Supplied records:
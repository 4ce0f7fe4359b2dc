//! Pod entity, built from intercepted sandbox run requests or list replies.

use std::collections::HashMap;
use std::sync::OnceLock;

use api_types::PodSandbox;
use api_types::PodSandboxState;
use api_types::RunPodSandboxRequest;
use error_stack::Report;
use tracing::debug;
use tracing::warn;

use super::annotations::Json;
use super::annotations::Metadata;
use super::container::Container;
use super::error::CacheError;
use super::error::Result;
use super::qos::pod_qos_class;
use super::qos::QosClass;
use super::resources::PodResourceRequirements;
use super::Cache;

/// Annotation key used by the admission webhook for per-container resources.
pub const KEY_RESOURCE_ANNOTATION: &str = "intel.com/resources";

/// Label carrying the Kubernetes pod UID.
pub const KUBERNETES_POD_UID_LABEL: &str = "io.kubernetes.pod.uid";

/// A pod sandbox known to the runtime.
#[derive(Debug, Clone)]
pub struct Pod {
    id: String,
    uid: String,
    name: String,
    namespace: String,
    state: PodSandboxState,
    labels: HashMap<String, String>,
    annotations: HashMap<String, String>,
    cgroup_parent: String,
    resources: Option<PodResourceRequirements>,
    qos_class: OnceLock<QosClass>,
}

impl Pod {
    fn new(id: String) -> Self {
        Self {
            id,
            uid: String::new(),
            name: String::new(),
            namespace: String::new(),
            state: PodSandboxState::default(),
            labels: HashMap::new(),
            annotations: HashMap::new(),
            cgroup_parent: String::new(),
            resources: None,
            qos_class: OnceLock::new(),
        }
    }

    /// Create a pod from an intercepted run request.
    ///
    /// The request's label and annotation maps are moved into the pod. A
    /// freshly run sandbox is assumed to be ready.
    ///
    /// # Errors
    ///
    /// - [`CacheError::MissingPodConfig`] if the request has no config
    /// - [`CacheError::MissingPodMetadata`] if the config has no metadata
    pub fn from_run_request(id: impl Into<String>, request: RunPodSandboxRequest) -> Result<Self> {
        let mut pod = Self::new(id.into());

        let Some(config) = request.config else {
            return Err(Report::new(CacheError::MissingPodConfig { pod_id: pod.id }));
        };
        let cgroup_parent = config.cgroup_parent().to_string();
        let Some(meta) = config.metadata else {
            return Err(Report::new(CacheError::MissingPodMetadata {
                pod_id: pod.id,
                origin: "request",
            }));
        };

        pod.name = meta.name;
        pod.namespace = meta.namespace;
        pod.state = PodSandboxState::Ready;
        pod.labels = config.labels;
        pod.annotations = config.annotations;
        pod.cgroup_parent = cgroup_parent;

        pod.parse_resource_annotations();
        pod.extract_labels();

        Ok(pod)
    }

    /// Create a pod from an entry of a sandbox list reply.
    ///
    /// The state is taken verbatim from the reply.
    ///
    /// # Errors
    ///
    /// - [`CacheError::MissingPodMetadata`] if the reply has no metadata
    pub fn from_list_response(sandbox: PodSandbox) -> Result<Self> {
        let mut pod = Self::new(sandbox.id);

        let Some(meta) = sandbox.metadata else {
            return Err(Report::new(CacheError::MissingPodMetadata {
                pod_id: pod.id,
                origin: "reply",
            }));
        };

        pod.name = meta.name;
        pod.namespace = meta.namespace;
        pod.state = sandbox.state;
        pod.labels = sandbox.labels;
        pod.annotations = sandbox.annotations;

        pod.parse_resource_annotations();
        pod.extract_labels();

        Ok(pod)
    }

    /// Apply the runtime state reported by a later list reply.
    ///
    /// Returns true if the state changed.
    pub(crate) fn update_state(&mut self, state: PodSandboxState) -> bool {
        if self.state == state {
            return false;
        }
        debug!(
            pod_id = %self.id,
            old_state = %self.state,
            new_state = %state,
            "Pod state changed"
        );
        self.state = state;
        true
    }

    /// Kubernetes pod UID, empty if the pod carries no UID label.
    pub fn uid(&self) -> &str {
        &self.uid
    }

    pub fn name(&self) -> &str {
        &self.name
    }

    pub fn namespace(&self) -> &str {
        &self.namespace
    }

    pub fn state(&self) -> PodSandboxState {
        self.state
    }

    /// Cgroup parent directory of the pod, empty if unknown.
    pub fn cgroup_parent_dir(&self) -> &str {
        &self.cgroup_parent
    }

    /// Resource requirements from the webhook annotation, if the pod has any.
    pub fn resources(&self) -> Option<&PodResourceRequirements> {
        self.resources.as_ref()
    }

    /// Resource requirements of the pod; empty if the pod has none.
    pub fn resource_requirements(&self) -> PodResourceRequirements {
        self.resources.clone().unwrap_or_default()
    }

    /// QoS class of the pod.
    ///
    /// Computed on first use and never recomputed for this entity.
    pub fn qos_class(&self) -> QosClass {
        *self.qos_class.get_or_init(|| {
            let class = match &self.resources {
                Some(resources) => pod_qos_class(resources),
                None => pod_qos_class(&PodResourceRequirements::default()),
            };
            debug!(pod_id = %self.id, qos_class = %class, "Computed pod QoS class");
            class
        })
    }

    /// QoS class if it has already been computed.
    pub fn computed_qos_class(&self) -> Option<QosClass> {
        self.qos_class.get().copied()
    }

    /// Regular (non-init) containers of the pod.
    ///
    /// Without resource annotations every container of the pod is returned.
    /// Order is unspecified.
    pub fn containers<'c>(&self, cache: &'c Cache) -> Vec<&'c Container> {
        let owned = cache.pod_containers(&self.id);
        match &self.resources {
            None => owned.collect(),
            Some(resources) => owned
                .filter(|c| resources.is_regular_container(c.resource_keys()))
                .collect(),
        }
    }

    /// Init containers of the pod; none without resource annotations.
    /// Order is unspecified.
    pub fn init_containers<'c>(&self, cache: &'c Cache) -> Vec<&'c Container> {
        let Some(resources) = &self.resources else {
            return Vec::new();
        };
        cache
            .pod_containers(&self.id)
            .filter(|c| resources.is_init_container(c.resource_keys()))
            .collect()
    }

    /// Extract oft-used data (currently only the k8s uid) from pod labels.
    fn extract_labels(&mut self) {
        match self.labels.get(KUBERNETES_POD_UID_LABEL) {
            Some(uid) => self.uid = uid.clone(),
            None => {
                warn!(pod_id = %self.id, "can't find (k8s) uid label for pod");
                self.uid = String::new();
            }
        }
    }

    /// Parse per container resource requirements from webhook annotations.
    fn parse_resource_annotations(&mut self) {
        self.resources = self
            .annotation_object::<Json<PodResourceRequirements>>(KEY_RESOURCE_ANNOTATION)
            .ok()
            .flatten()
            .map(Json::into_inner);
    }
}

impl Metadata for Pod {
    const KIND: &'static str = "pod";

    fn id(&self) -> &str {
        &self.id
    }

    fn labels(&self) -> &HashMap<String, String> {
        &self.labels
    }

    fn annotations(&self) -> &HashMap<String, String> {
        &self.annotations
    }
}
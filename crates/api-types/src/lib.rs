//! Shared CRI message shapes
//!
//! This crate contains the subset of the container runtime interface messages
//! that the resource manager cache consumes: pod sandbox run requests and list
//! replies, container create requests/responses and container list replies.
//! The types mirror the protobuf messages field by field (message fields are
//! optional, maps are plain hash maps) and use the protobuf JSON naming, so
//! recorded CRI traffic can be deserialized directly.

use std::collections::HashMap;

use serde::Deserialize;
use serde::Serialize;

/// Runtime state of a pod sandbox.
#[derive(Debug, Clone, Copy, PartialEq, Eq, Hash, Default, Serialize, Deserialize)]
pub enum PodSandboxState {
    #[default]
    #[serde(rename = "SANDBOX_READY", alias = "Ready")]
    Ready,
    #[serde(rename = "SANDBOX_NOTREADY", alias = "NotReady")]
    NotReady,
}

impl std::fmt::Display for PodSandboxState {
    fn fmt(&self, f: &mut std::fmt::Formatter<'_>) -> std::fmt::Result {
        write!(f, "{self:?}")
    }
}

/// Runtime state of a container.
#[derive(Debug, Clone, Copy, PartialEq, Eq, Hash, Default, Serialize, Deserialize)]
pub enum ContainerState {
    #[default]
    #[serde(rename = "CONTAINER_CREATED", alias = "Created")]
    Created,
    #[serde(rename = "CONTAINER_RUNNING", alias = "Running")]
    Running,
    #[serde(rename = "CONTAINER_EXITED", alias = "Exited")]
    Exited,
    #[serde(rename = "CONTAINER_UNKNOWN", alias = "Unknown")]
    Unknown,
}

impl std::fmt::Display for ContainerState {
    fn fmt(&self, f: &mut std::fmt::Formatter<'_>) -> std::fmt::Result {
        write!(f, "{self:?}")
    }
}

/// Identity of a pod sandbox as assigned by the orchestrator
#[derive(Debug, Clone, Default, PartialEq, Serialize, Deserialize)]
#[serde(rename_all = "camelCase", default)]
pub struct PodSandboxMetadata {
    pub name: String,
    pub uid: String,
    pub namespace: String,
    pub attempt: u32,
}

/// Linux specific part of a sandbox config
#[derive(Debug, Clone, Default, PartialEq, Serialize, Deserialize)]
#[serde(rename_all = "camelCase", default)]
pub struct LinuxPodSandboxConfig {
    /// Parent cgroup of the sandbox, in the runtime's cgroup driver syntax
    pub cgroup_parent: String,
}

/// Sandbox configuration carried by a run request
#[derive(Debug, Clone, Default, PartialEq, Serialize, Deserialize)]
#[serde(rename_all = "camelCase", default)]
pub struct PodSandboxConfig {
    pub metadata: Option<PodSandboxMetadata>,
    pub hostname: String,
    pub log_directory: String,
    pub labels: HashMap<String, String>,
    pub annotations: HashMap<String, String>,
    pub linux: Option<LinuxPodSandboxConfig>,
}

impl PodSandboxConfig {
    /// Cgroup parent of the sandbox, empty if there is no Linux section.
    pub fn cgroup_parent(&self) -> &str {
        self.linux
            .as_ref()
            .map(|linux| linux.cgroup_parent.as_str())
            .unwrap_or_default()
    }
}

/// RunPodSandbox request
#[derive(Debug, Clone, Default, PartialEq, Serialize, Deserialize)]
#[serde(rename_all = "camelCase", default)]
pub struct RunPodSandboxRequest {
    pub config: Option<PodSandboxConfig>,
    pub runtime_handler: String,
}

/// A single entry of a ListPodSandbox reply
#[derive(Debug, Clone, Default, PartialEq, Serialize, Deserialize)]
#[serde(rename_all = "camelCase", default)]
pub struct PodSandbox {
    pub id: String,
    pub metadata: Option<PodSandboxMetadata>,
    pub state: PodSandboxState,
    pub created_at: i64,
    pub labels: HashMap<String, String>,
    pub annotations: HashMap<String, String>,
    pub runtime_handler: String,
}

/// ListPodSandbox reply
#[derive(Debug, Clone, Default, PartialEq, Serialize, Deserialize)]
#[serde(rename_all = "camelCase", default)]
pub struct ListPodSandboxResponse {
    pub items: Vec<PodSandbox>,
}

/// Identity of a container within its sandbox
#[derive(Debug, Clone, Default, PartialEq, Serialize, Deserialize)]
#[serde(rename_all = "camelCase", default)]
pub struct ContainerMetadata {
    pub name: String,
    pub attempt: u32,
}

#[derive(Debug, Clone, Default, PartialEq, Serialize, Deserialize)]
#[serde(rename_all = "camelCase", default)]
pub struct ImageSpec {
    pub image: String,
}

#[derive(Debug, Clone, Default, PartialEq, Serialize, Deserialize)]
#[serde(rename_all = "camelCase", default)]
pub struct KeyValue {
    pub key: String,
    pub value: String,
}

/// Linux cgroup resources of a container as passed to the runtime
#[derive(Debug, Clone, Default, PartialEq, Serialize, Deserialize)]
#[serde(rename_all = "camelCase", default)]
pub struct LinuxContainerResources {
    /// CPU CFS period in microseconds
    pub cpu_period: i64,
    /// CPU CFS quota in microseconds
    pub cpu_quota: i64,
    /// CPU shares (relative weight)
    pub cpu_shares: i64,
    /// Memory limit in bytes
    pub memory_limit_in_bytes: i64,
    pub oom_score_adj: i64,
    /// CPU set, in cpuset list format
    pub cpuset_cpus: String,
    /// Memory node set, in cpuset list format
    pub cpuset_mems: String,
}

#[derive(Debug, Clone, Default, PartialEq, Serialize, Deserialize)]
#[serde(rename_all = "camelCase", default)]
pub struct LinuxContainerConfig {
    pub resources: Option<LinuxContainerResources>,
}

/// Container configuration carried by a create request
#[derive(Debug, Clone, Default, PartialEq, Serialize, Deserialize)]
#[serde(rename_all = "camelCase", default)]
pub struct ContainerConfig {
    pub metadata: Option<ContainerMetadata>,
    pub image: Option<ImageSpec>,
    pub command: Vec<String>,
    pub args: Vec<String>,
    pub working_dir: String,
    pub envs: Vec<KeyValue>,
    pub labels: HashMap<String, String>,
    pub annotations: HashMap<String, String>,
    pub linux: Option<LinuxContainerConfig>,
}

/// CreateContainer request
#[derive(Debug, Clone, Default, PartialEq, Serialize, Deserialize)]
#[serde(rename_all = "camelCase", default)]
pub struct CreateContainerRequest {
    pub pod_sandbox_id: String,
    pub config: Option<ContainerConfig>,
    pub sandbox_config: Option<PodSandboxConfig>,
}

/// CreateContainer reply
#[derive(Debug, Clone, Default, PartialEq, Serialize, Deserialize)]
#[serde(rename_all = "camelCase", default)]
pub struct CreateContainerResponse {
    pub container_id: String,
}

/// A single entry of a ListContainers reply
#[derive(Debug, Clone, Default, PartialEq, Serialize, Deserialize)]
#[serde(rename_all = "camelCase", default)]
pub struct Container {
    pub id: String,
    pub pod_sandbox_id: String,
    pub metadata: Option<ContainerMetadata>,
    pub image: Option<ImageSpec>,
    pub image_ref: String,
    pub state: ContainerState,
    pub created_at: i64,
    pub labels: HashMap<String, String>,
    pub annotations: HashMap<String, String>,
}

/// ListContainers reply
#[derive(Debug, Clone, Default, PartialEq, Serialize, Deserialize)]
#[serde(rename_all = "camelCase", default)]
pub struct ListContainersResponse {
    pub containers: Vec<Container>,
}

#[cfg(test)]
mod tests {
    use super::*;

    #[test]
    fn cgroup_parent_defaults_to_empty() {
        let config = PodSandboxConfig::default();
        assert_eq!(config.cgroup_parent(), "");

        let config = PodSandboxConfig {
            linux: Some(LinuxPodSandboxConfig {
                cgroup_parent: "/kubepods/burstable/pod1234".to_string(),
            }),
            ..Default::default()
        };
        assert_eq!(config.cgroup_parent(), "/kubepods/burstable/pod1234");
    }

    #[test]
    fn sandbox_state_uses_protobuf_names() {
        let sandbox: PodSandbox = serde_json::from_str(
            r#"{"id": "abc", "state": "SANDBOX_NOTREADY", "metadata": {"name": "web"}}"#,
        )
        .expect("should parse sandbox");

        assert_eq!(sandbox.id, "abc");
        assert_eq!(sandbox.state, PodSandboxState::NotReady);
        assert_eq!(sandbox.metadata.map(|m| m.name), Some("web".to_string()));
        assert!(sandbox.labels.is_empty());
    }

    #[test]
    fn container_request_uses_camel_case() {
        let request: CreateContainerRequest = serde_json::from_str(
            r#"{
                "podSandboxId": "pod-1",
                "config": {
                    "metadata": {"name": "main"},
                    "envs": [{"key": "A", "value": "1"}],
                    "linux": {"resources": {"cpuShares": 512, "cpusetCpus": "0-3"}}
                }
            }"#,
        )
        .expect("should parse request");

        assert_eq!(request.pod_sandbox_id, "pod-1");
        let config = request.config.expect("config");
        let resources = config.linux.and_then(|l| l.resources).expect("resources");
        assert_eq!(resources.cpu_shares, 512);
        assert_eq!(resources.cpuset_cpus, "0-3");
        assert_eq!(config.envs[0].key, "A");
    }
}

Directions: Extract exactly and only the lines above from the line containing "let cgroup_parent = config.cgroup_parent().to_string();" through the line containing "from the reply.", both end lines included.

Completed exercise:
        let cgroup_parent = config.cgroup_parent().to_string();
        let Some(meta) = config.metadata else {
            return Err(Report::new(CacheError::MissingPodMetadata {
                pod_id: pod.id,
                origin: "request",
            }));
        };

        pod.name = meta.name;
        pod.namespace = meta.namespace;
        pod.state = PodSandboxState::Ready;
        pod.labels = config.labels;
        pod.annotations = config.annotations;
        pod.cgroup_parent = cgroup_parent;

        pod.parse_resource_annotations();
        pod.extract_labels();

        Ok(pod)
    }

    /// Create a pod from an entry of a sandbox list reply.
    ///
    /// The state is taken verbatim from the reply.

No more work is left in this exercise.